In the second act, Christina arrives at Matt’s apartment, but only because that is the address that Davis gave her in Amsterdam as his own. Matt believes this is his one best chance to make something happen between them, and when she unloads all her baggage, the terrible reality of who she really is and what her condition is, it only cements for Matt that they now have a chance to really be for each other. While Matt is out of the room, Davis returns to get a phone he’s forgotten and doesn’t even recognize her. He’s engaged now and has no room in his heart or his mind for this cheap tramp from a drunken evening long ago. When he does finally get who she is (who she was) he rapes her and leaves. She has lost the last hope in her life and when she exits we know she is also exiting this world. Matt returns to a room more empty than it has ever been. We are left with nothing except a profound understanding of who these three people are, what they value and what they have lost. It’s an exceptionally well-written and convincing play.

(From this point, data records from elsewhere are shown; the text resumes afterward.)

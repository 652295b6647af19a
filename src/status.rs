//! Completion handles for in-flight hardware operations.
//!
//! Every call that talks to hardware returns immediately with a [`Status`];
//! actual completion is signalled asynchronously. Callers can poll
//! [`Status::is_done`] or await [`Status::wait`]. Statuses are cheap clones of
//! a shared handle, and identity is observable via [`Status::same`]. The
//! trigger-coordination layer relies on handing the *same* status back to
//! every caller that joins an acquisition already in flight.
//!
//! Composite operations (a gain change touching several signals at once) use
//! [`Status::all`], which reports done only when every constituent write has
//! completed.

use std::sync::Arc;
use std::time::Duration;

use tokio::sync::watch;

/// Handle representing an in-flight hardware operation.
///
/// Cloning a `Status` yields another handle to the same operation; all clones
/// observe completion together and compare identity-equal under
/// [`Status::same`].
#[derive(Clone, Debug)]
pub struct Status {
    inner: Arc<watch::Receiver<bool>>,
}

impl Status {
    /// Create a pending status along with the [`Completer`] that finishes it.
    pub fn pending() -> (Status, Completer) {
        let (tx, rx) = watch::channel(false);
        (Status { inner: Arc::new(rx) }, Completer { tx })
    }

    /// Create a status that is already complete.
    ///
    /// Used for writes that finish synchronously (no settle time); does not
    /// require a runtime.
    pub fn done_now() -> Status {
        let (tx, rx) = watch::channel(true);
        drop(tx);
        Status { inner: Arc::new(rx) }
    }

    /// Create a status that completes after `delay`.
    ///
    /// Spawns a timer task; must be called from within a Tokio runtime unless
    /// `delay` is zero.
    pub fn after(delay: Duration) -> Status {
        if delay.is_zero() {
            return Status::done_now();
        }
        let (status, completer) = Status::pending();
        tokio::spawn(async move {
            tokio::time::sleep(delay).await;
            completer.complete();
        });
        status
    }

    /// Combine several statuses into one that is done only when all are done.
    ///
    /// Completes immediately (without spawning) when every constituent is
    /// already done.
    pub fn all(statuses: impl IntoIterator<Item = Status>) -> Status {
        let pending: Vec<Status> = statuses
            .into_iter()
            .filter(|st| !st.is_done())
            .collect();
        if pending.is_empty() {
            return Status::done_now();
        }
        let (status, completer) = Status::pending();
        tokio::spawn(async move {
            for st in pending {
                st.wait().await;
            }
            completer.complete();
        });
        status
    }

    /// Whether the operation has completed.
    ///
    /// This is the lazy observation point used by the trigger coordinator: no
    /// callback fires on completion, the next interested caller simply checks.
    pub fn is_done(&self) -> bool {
        *self.inner.borrow()
    }

    /// Wait until the operation completes.
    pub async fn wait(&self) {
        let mut rx = (*self.inner).clone();
        // wait_for returns Err only once the sender is gone, at which point
        // the last observed value is authoritative.
        let _ = rx.wait_for(|done| *done).await;
    }

    /// Identity comparison: do two handles refer to the same operation?
    pub fn same(a: &Status, b: &Status) -> bool {
        Arc::ptr_eq(&a.inner, &b.inner)
    }
}

/// Marks a pending [`Status`] as complete.
///
/// Dropping a completer without calling [`Completer::complete`] also finishes
/// the status, so an abandoned operation never leaves waiters hanging.
#[derive(Debug)]
pub struct Completer {
    tx: watch::Sender<bool>,
}

impl Completer {
    /// Mark the associated status done.
    pub fn complete(self) {
        let _ = self.tx.send(true);
    }
}

impl Drop for Completer {
    fn drop(&mut self) {
        let _ = self.tx.send(true);
    }
}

As is usually the case, Desdemona Chiang exercises perfect control over these actors and allows each to pursue and reveal truths about themselves that resonate with us. Tim Gouran has the hardest part, in that he is the most obvious character, a man who is all about the big move and doing whatever it takes to give himself the best advantage. Gouran’s big achievement is in creating a character who is all surface, and showing us that his superficiality is neither wrong nor right to him because he doesn’t care about wrong or right, only about winning and losing. This is also not an easy villain, because he never proclaims himself anything but what and who he is.

Mariel Neto is excellent as Christina, who calls herself Christine in America and whose real name is Annie. Her French prostitute persona is delightful and she is both delicately beautiful and emotionally approachable, all behind a variety of facades. Although the play contains full-frontal male and female nudity, that nudity is never titillating. It is only the physical manifestation of the way that all these characters get naked in front of one another, get naked to themselves. Neto is so sympathetic in the second act that we fully understand why Matt fell in love with her, and why she deserves so much better than Davis, or the fate she’s been condemned to. As with each of these actors, the action of the play has no greater purpose than to bring us to a real understanding of who these people are.

Richard Nguyen Sloniker was perfect as Matt. It may very well be the best single performance in a drama that I’ve seen this year. He creates a character who is so decent, well-intentioned, inadequate and filled with doubt that we want nothing more than for any single wish to come true for him. In an extended monologue in the second act we saw more layers of character revealed in this apparently obvious man than we could have ever imagined. Sloniker’s control of tone and authenticity, strength and weakness, pursuit of self-truth and fear of its attainment was simply brilliant.

Don’t miss these shows. If you have to choose only one, you can’t go wrong whichever one you choose. Azeotrope is all about creating dramatic art, and with both of these shows they demonstrate their capability and their impressive competence. This theater company is a Seattle treasure.